pub mod service;
use crate::{
    core::{
        domain::{
            error::{DevbaoError, DevbaoResult, ResultExt, ValidationError},
            model::{
                api_types::{AuditInput, InitRequest},
                audit::Audit,
                exec_environment::ExecEnvironment,
                instance_config::{ConfigOption, InstanceConfig},
                node::Node,
                settings::DevbaoSettings,
            },
            value_object::{ProductType, validate_entity_name},
        },
        infrastructure::{
            api_client::ApiClient,
            poll::{Probe, poll_until},
            process::{self, BinaryResolver, ProcessInspector, ProcessLauncher},
            workspace::Workspace,
        },
    },
    lifecycle::application::response::node_response::{
        CleanOutcome, NodeState, NodeSummary, ResumeOutcome,
    },
};
use std::collections::BTreeMap;
use std::path::PathBuf;
use std::sync::Arc;
use tracing::{debug, info, warn};
use url::Url;

const NODE_TARGET: &str = "devbao::node";

/// Key shares and threshold requested when initializing a node.
const INIT_SHARES: u32 = 3;
const INIT_THRESHOLD: u32 = 2;

/// Drives the lifecycle of single nodes: building, starting, stopping,
/// initializing, unsealing and cleaning them.
///
/// Every operation works on a record loaded fresh from the workspace and
/// persists the record again when it changes it.
#[derive(Clone)]
pub struct NodeService {
    workspace: Workspace,
    inspector: Arc<dyn ProcessInspector>,
    launcher: Arc<dyn ProcessLauncher>,
    resolver: BinaryResolver,
    settings: DevbaoSettings,
}
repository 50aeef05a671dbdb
pub mod application;
use crate::{
    core::{
        domain::{error::DevbaoError, model::profile::Profile},
        infrastructure::api_client::ApiClient,
    },
    profile::application::service::profile_service::ProfileService,
};
use serde_json::{Value, json};
use wiremock::{
    Mock, MockServer, ResponseTemplate,
    matchers::{body_partial_json, header, method, path},
};

const ROOT_PEM: &str = "-----BEGIN CERTIFICATE-----\nroot\n-----END CERTIFICATE-----";
const INT_PEM: &str = "-----BEGIN CERTIFICATE-----\nint\n-----END CERTIFICATE-----";
const CSR_PEM: &str = "-----BEGIN CERTIFICATE REQUEST-----\ncsr\n-----END CERTIFICATE REQUEST-----";

fn client(server: &MockServer) -> ApiClient {
    ApiClient::new(&server.uri(), Some("s.root"), None).unwrap()
}

fn data(body: Value) -> ResponseTemplate {
    ResponseTemplate::new(200).set_body_json(json!({ "data": body }))
}

async fn expect_once(server: &MockServer, verb: &str, route: &str, response: ResponseTemplate) {
    Mock::given(method(verb))
        .and(path(format!("/v1/{route}")))
        .respond_with(response)
        .expect(1)
        .mount(server)
        .await;
}

/// Mounts every endpoint a full PKI setup touches, except the root import.
async fn mock_pki_chain(server: &MockServer) {
    for mount in ["pki-root", "pki-int"] {
        expect_once(server, "POST", &format!("sys/mounts/{mount}"), ResponseTemplate::new(204)).await;
        for config in ["cluster", "urls", "crl"] {
            expect_once(
                server,
                "POST",
                &format!("{mount}/config/{config}"),
                ResponseTemplate::new(204),
            )
            .await;
        }
    }
    expect_once(
        server,
        "POST",
        "pki-root/root/generate/internal",
        data(json!({ "certificate": ROOT_PEM, "issuer_id": "0001" })),
    )
    .await;
    expect_once(server, "PATCH", "pki-root/issuer/root-x1", data(json!({}))).await;
    expect_once(server, "POST", "pki-int/config/acme", ResponseTemplate::new(204)).await;
    expect_once(
        server,
        "POST",
        "pki-int/intermediate/generate/internal",
        data(json!({ "csr": CSR_PEM })),
    )
    .await;
    Mock::given(method("POST"))
        .and(path("/v1/pki-root/root/sign-intermediate"))
        .and(body_partial_json(json!({ "csr": CSR_PEM, "ttl": "4380h" })))
        .respond_with(data(json!({ "certificate": INT_PEM })))
        .expect(1)
        .mount(server)
        .await;
    Mock::given(method("POST"))
        .and(path("/v1/pki-int/issuers/import/cert"))
        .and(body_partial_json(json!({ "pem_bundle": INT_PEM })))
        .respond_with(ResponseTemplate::new(200).set_body_json(json!({
            "data": { "imported_issuers": ["int-id"] },
            "warnings": ["no private key for issuer"]
        })))
        .expect(1)
        .mount(server)
        .await;
    Mock::given(method("PATCH"))
        .and(path("/v1/pki-int/issuer/default"))
        .and(header("content-type", "application/merge-patch+json"))
        .respond_with(data(json!({})))
        .expect(1)
        .mount(server)
        .await;
}

#[tokio::test]
async fn test_pki_builds_root_and_intermediate_chain() {
    let server = MockServer::start().await;
    mock_pki_chain(&server).await;
    Mock::given(method("POST"))
        .and(path("/v1/pki-int/issuers/import/cert"))
        .and(body_partial_json(json!({ "pem_bundle": ROOT_PEM })))
        .respond_with(data(json!({ "imported_issuers": ["root-id"] })))
        .expect(1)
        .mount(&server)
        .await;
    Mock::given(method("PATCH"))
        .and(path("/v1/pki-int/issuer/root-id"))
        .and(body_partial_json(json!({ "issuer_name": "root-r1" })))
        .respond_with(data(json!({})))
        .expect(1)
        .mount(&server)
        .await;
    Mock::given(method("POST"))
        .and(path("/v1/pki-int/roles/testing"))
        .and(body_partial_json(json!({ "allow_any_name": true })))
        .respond_with(ResponseTemplate::new(200).set_body_json(json!({
            "warnings": ["ttl exceeds mount max"]
        })))
        .expect(1)
        .mount(&server)
        .await;

    let warnings = ProfileService::new()
        .setup(&client(&server), Profile::Pki)
        .await
        .unwrap();
    assert_eq!(
        warnings,
        vec![
            "from pki-int/issuers/import/cert (intermediate import):\n\tno private key for issuer",
            "from pki-int/roles/testing:\n\tttl exceeds mount max",
        ]
    );
}

#[tokio::test]
async fn test_pki_fails_when_root_is_not_imported() {
    let server = MockServer::start().await;
    mock_pki_chain(&server).await;
    Mock::given(method("POST"))
        .and(path("/v1/pki-int/issuers/import/cert"))
        .and(body_partial_json(json!({ "pem_bundle": ROOT_PEM })))
        .respond_with(data(json!({ "imported_issuers": [] })))
        .mount(&server)
        .await;
    Mock::given(method("POST"))
        .and(path("/v1/pki-int/roles/testing"))
        .respond_with(ResponseTemplate::new(204))
        .expect(0)
        .mount(&server)
        .await;

    let err = ProfileService::new()
        .setup(&client(&server), Profile::Pki)
        .await
        .unwrap_err();
    match err {
        DevbaoError::Profile {
            step, warnings, ..
        } => {
            assert_eq!(step, "import root into pki-int");
            assert_eq!(warnings.len(), 1);
        }
        other => panic!("unexpected error: {other}"),
    }
}

#[tokio::test]
async fn test_userpass_creates_policies_and_user() {
    let server = MockServer::start().await;
    Mock::given(method("POST"))
        .and(path("/v1/sys/auth/userpass"))
        .and(body_partial_json(json!({ "type": "userpass" })))
        .respond_with(ResponseTemplate::new(204))
        .expect(1)
        .mount(&server)
        .await;
    for name in ["reader", "writer"] {
        expect_once(
            &server,
            "PUT",
            &format!("sys/policies/acl/{name}"),
            ResponseTemplate::new(204),
        )
        .await;
    }
    Mock::given(method("POST"))
        .and(path("/v1/auth/userpass/users/testing"))
        .and(body_partial_json(json!({
            "password": "testing",
            "token_policies": "reader,writer"
        })))
        .respond_with(ResponseTemplate::new(204))
        .expect(1)
        .mount(&server)
        .await;

    let warnings = ProfileService::new()
        .setup(&client(&server), Profile::Userpass)
        .await
        .unwrap();
    assert!(warnings.is_empty());
}

#[tokio::test]
async fn test_userpass_removal_disables_auth_before_policies() {
    let server = MockServer::start().await;
    expect_once(&server, "DELETE", "sys/auth/userpass", ResponseTemplate::new(204)).await;
    expect_once(&server, "DELETE", "sys/policies/acl/writer", ResponseTemplate::new(500)).await;
    Mock::given(method("DELETE"))
        .and(path("/v1/sys/policies/acl/reader"))
        .respond_with(ResponseTemplate::new(204))
        .expect(0)
        .mount(&server)
        .await;

    let err = ProfileService::new()
        .remove(&client(&server), Profile::Userpass)
        .await
        .unwrap_err();
    assert!(err.to_string().contains("delete policy writer"));
}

#### Required action:
Your task is to copy every line in the entries that holds the string "BEGIN".

#### Completed exercise:
const ROOT_PEM: &str = "-----BEGIN CERTIFICATE-----\nroot\n-----END CERTIFICATE-----";
const INT_PEM: &str = "-----BEGIN CERTIFICATE-----\nint\n-----END CERTIFICATE-----";
const CSR_PEM: &str = "-----BEGIN CERTIFICATE REQUEST-----\ncsr\n-----END CERTIFICATE REQUEST-----";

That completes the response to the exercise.